The only difference is that the data from the transposed matrix must also be extracted in columns and repacked into rows before each 64-bit product. Fortunately, this is trivial, using the BMI2 instruction for parallel bit extraction, available in GCC using the built-in _pext_u64:

 uint64_t mul8x8T (uint64_t A, uint64_t B) { const uint64_t COL = 0x0101010101010101; uint64_t C = 0; for (int i=0; i<8; ++i) { uint64_t p = COL & (A>>i); // select column uint64_t r = torow( COL & (B>>i) ); C |= (p*r); // use ^ for GF(2) instead } return C; } uint64_t torow (uint64_t c) { const uint64_t ROW = 0x00000000000000FF; // mask of the first row const uint64_t COL = 0x0101010101010101; // mask of the first column // select bits of c in positions marked by COL, // and pack them consecutively // last 'and' is included for clarity and is not // really necessary return _pext_u64(c, COL) & ROW; }

In processors that do not support this specific instruction, one of the possible solutions is to adapt a typical bit trick for packing, which is used, for example, in the classic inversion of bits to the order of bits using 64-bit multiplication:

https://graphics.stanford.edu/~seander/bithacks.html#ReverseByteWith64BitsDiv

Using masks and integer multiplication with some constants results in a four-digit word containing the packed result as a bit substring, which can then be extracted using a bit shift and a mask.

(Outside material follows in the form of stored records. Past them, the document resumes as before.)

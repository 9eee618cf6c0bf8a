//! Axum router construction.

use axum::{
    routing::{get, post},
    Router,
};
use tower_http::{compression::CompressionLayer, timeout::TimeoutLayer, trace::TraceLayer};

use super::{handlers, middleware, state::AppState};

/// Build the application [`Router`] with all routes and middleware attached.
pub fn build(state: AppState) -> Router {
    Router::new()
        .route("/encode", post(handlers::encode))
        .route("/decode", post(handlers::decode))
        .route("/bags/:bag/items", post(handlers::create_item))
        .route(
            "/bags/:bag/items/:item_id",
            get(handlers::read_item).delete(handlers::delete_item),
        )
        .route("/health", get(handlers::health))
        .fallback(handlers::not_found)
        .layer(TraceLayer::new_for_http())
        .layer(TimeoutLayer::new(middleware::REQUEST_TIMEOUT))
        .layer(CompressionLayer::new())
        .with_state(state)
}

#[cfg(test)]
mod tests {
    use super::*;
    use axum::{body::Body, http::Request};
    use tower::ServiceExt;

    #[tokio::test]
    async fn unknown_route_returns_404() {
        let app = build(AppState::default());
        let req = Request::builder()
            .uri("/unknown")
            .body(Body::empty())
            .unwrap();
        let resp = app.oneshot(req).await.unwrap();
        assert_eq!(resp.status(), 404);
    }

    #[tokio::test]
    async fn health_route_exists() {
        let app = build(AppState::default());
        let req = Request::builder()
            .uri("/health")
            .body(Body::empty())
            .unwrap();
        let resp = app.oneshot(req).await.unwrap();
        assert_eq!(resp.status(), 200);
    }

    #[tokio::test]
    async fn absent_item_is_not_an_error() {
        let app = build(AppState::default());
        let req = Request::builder()
            .uri("/bags/creds/items/db")
            .body(Body::empty())
            .unwrap();
        let resp = app.oneshot(req).await.unwrap();
        assert_eq!(resp.status(), 200);
    }
}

The idea is to think of the step of multiplication as a parallel shift of bits, where each bit at the input is shifted by a different value specified in the constant. This is always possible until the steps of both numbers collide at some position in the result, that is, until each partial sum from the multiplication updates different bit positions as a result. This avoids any potential carryover, making the bitwise sum equivalent to a parallel OR (or XOR).

 uint64_t torow (uint64_t c) { const uint64_t ROW = 0x00000000000000FF; // select 8 lowest consecutive bits to get the first row const uint64_t COL = 0x0101010101010101; // select every 8th bit to get the first column const uint64_t DIA = 0x8040201008040201; // select every 8+1 bit to obtain a diagonal c *= ROW; // "copies" first column to the rest c &= DIA; // only use diagonal bits or else there will be position collisions and unexpected carries c *= COL; // "scatters" every bit to all rows after itself; the last row will now contain the packed bits return c >> 56; // move last row to first & discard the rest }

There are other possible alternative implementations of this function that use more operations of lesser strength, the fastest of which will depend on the target architecture.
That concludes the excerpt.